TASK TO COMPLETE: Find the line that contains "return None;". Output it and every line after it to the end of the records, exactly as they appear.

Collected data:
<<<<
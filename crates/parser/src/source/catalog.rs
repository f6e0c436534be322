use super::parser::{GoSourceParser, TypedConst};
use provider_codegen_common::{
    CodegenError, EnumRecord, EnumVariant, OperationRecord, Result, TypeRecord,
};
use std::collections::{BTreeMap, HashMap, HashSet};
use std::fs;
use std::path::Path;
use tracing::{debug, info};
use walkdir::WalkDir;

/// Struct declarations keyed by name
pub type TypeCatalog = HashMap<String, TypeRecord>;

/// Integer-backed enum types keyed by name
pub type EnumCatalog = BTreeMap<String, EnumRecord>;

/// Everything extracted from one source tree
#[derive(Debug, Clone, Default)]
pub struct SourceCatalog {
    pub types: TypeCatalog,
    pub enums: EnumCatalog,
    /// Operations in walk order
    pub operations: Vec<OperationRecord>,
}

impl SourceCatalog {
    /// Walk `root` and catalog every `.go` file below it
    ///
    /// Files that do not parse are skipped. A missing or unreadable root is an error.
    pub fn build(root: &Path) -> Result<Self> {
        let metadata = fs::metadata(root).map_err(|e| CodegenError::io(root, e))?;
        if !metadata.is_dir() {
            return Err(CodegenError::Configuration(format!(
                "{} is not a directory",
                root.display()
            )));
        }

        let mut parser = GoSourceParser::new()?;
        let mut catalog = Self::default();
        let mut integer_types: Vec<(String, String)> = Vec::new();
        let mut typed_consts: Vec<TypedConst> = Vec::new();
        let mut file_count = 0usize;

        for entry in WalkDir::new(root).sort_by_file_name() {
            let entry = entry.map_err(|e| {
                let path = e.path().unwrap_or(root).to_path_buf();
                CodegenError::io(path, e.into())
            })?;
            let path = entry.path();
            if !entry.file_type().is_file() || !is_go_source(path) {
                continue;
            }

            let display_path = path
                .strip_prefix(root)
                .unwrap_or(path)
                .to_string_lossy()
                .into_owned();
            let Some(source) = read_source(path, &display_path) else {
                continue;
            };

            let parsed = match parser.parse_source(&source, &display_path) {
                Ok(parsed) => parsed,
                Err(e) => {
                    debug!("Skipping {}: {}", display_path, e);
                    continue;
                },
            };
            file_count += 1;

            for record in parsed.types {
                catalog.insert_type(record);
            }
            catalog.operations.extend(parsed.operations);
            integer_types.extend(
                parsed
                    .integer_types
                    .into_iter()
                    .map(|name| (name, parsed.path.clone())),
            );
            typed_consts.extend(parsed.typed_consts);
        }

        catalog.enums = build_enums(integer_types, &typed_consts);

        info!(
            "Cataloged {} files under {}: {} types, {} operations, {} enums",
            file_count,
            root.display(),
            catalog.types.len(),
            catalog.operations.len(),
            catalog.enums.len()
        );

        Ok(catalog)
    }

    /// Insert a type; a later declaration with the same name wins
    pub fn insert_type(&mut self, record: TypeRecord) {
        if let Some(previous) = self.types.get(&record.name) {
            debug!(
                "Type {} declared in {} replaces the declaration in {}",
                record.name, record.file, previous.file
            );
        }
        self.types.insert(record.name.clone(), record);
    }

    /// Merge types and enums from another catalog, its declarations winning
    pub fn merge_types(&mut self, other: SourceCatalog) {
        for record in other.types.into_values() {
            self.insert_type(record);
        }
        self.enums.extend(other.enums);
    }

    /// Keep only the named types
    pub fn retain_types(&mut self, keep: &HashSet<String>) {
        self.types.retain(|name, _| keep.contains(name));
    }
}

fn is_go_source(path: &Path) -> bool {
    let Some(name) = path.file_name().and_then(|n| n.to_str()) else {
        return false;
    };
    name.ends_with(".go") && !name.ends_with("_test.go")
}

fn build_enums(integer_types: Vec<(String, String)>, consts: &[TypedConst]) -> EnumCatalog {
    let mut enums = EnumCatalog::new();

    for (name, file) in integer_types {
        let prefix = format!("{}_", name.to_uppercase());
        let variants: Vec<EnumVariant> = consts
            .iter()
            .filter(|c| c.type_name == name)
            .map(|c| EnumVariant {
                name: c.name.strip_prefix(&prefix).unwrap_or(&c.name).to_string(),
                ordinal: c.value,
            })
            .collect();

        if variants.is_empty() {
            continue;
        }
        enums.insert(
            name.clone(),
            EnumRecord {
                name,
                file,
                variants,
            },
        );
    }

    enums
}

/// File text, or `None` when it cannot be read as UTF-8
fn read_source(path: &Path, display_path: &str) -> Option<String> {
    let bytes = match fs::read(path) {
        Ok(bytes) => bytes,
        Err(e) => {
            debug!("Skipping {}: {}", display_path, e);
            return None;
        },
    };
    match String::from_utf8(bytes) {
        Ok(source) => Some(source),
        Err(_) => {
            debug!("Skipping {}: not valid UTF-8", display_path);
            None
        },
    }
}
>>>>
SOLUTION FOR THIS PROBLEM:
            return None;
        },
    };
    match String::from_utf8(bytes) {
        Ok(source) => Some(source),
        Err(_) => {
            debug!("Skipping {}: not valid UTF-8", display_path);
            None
        },
    }
}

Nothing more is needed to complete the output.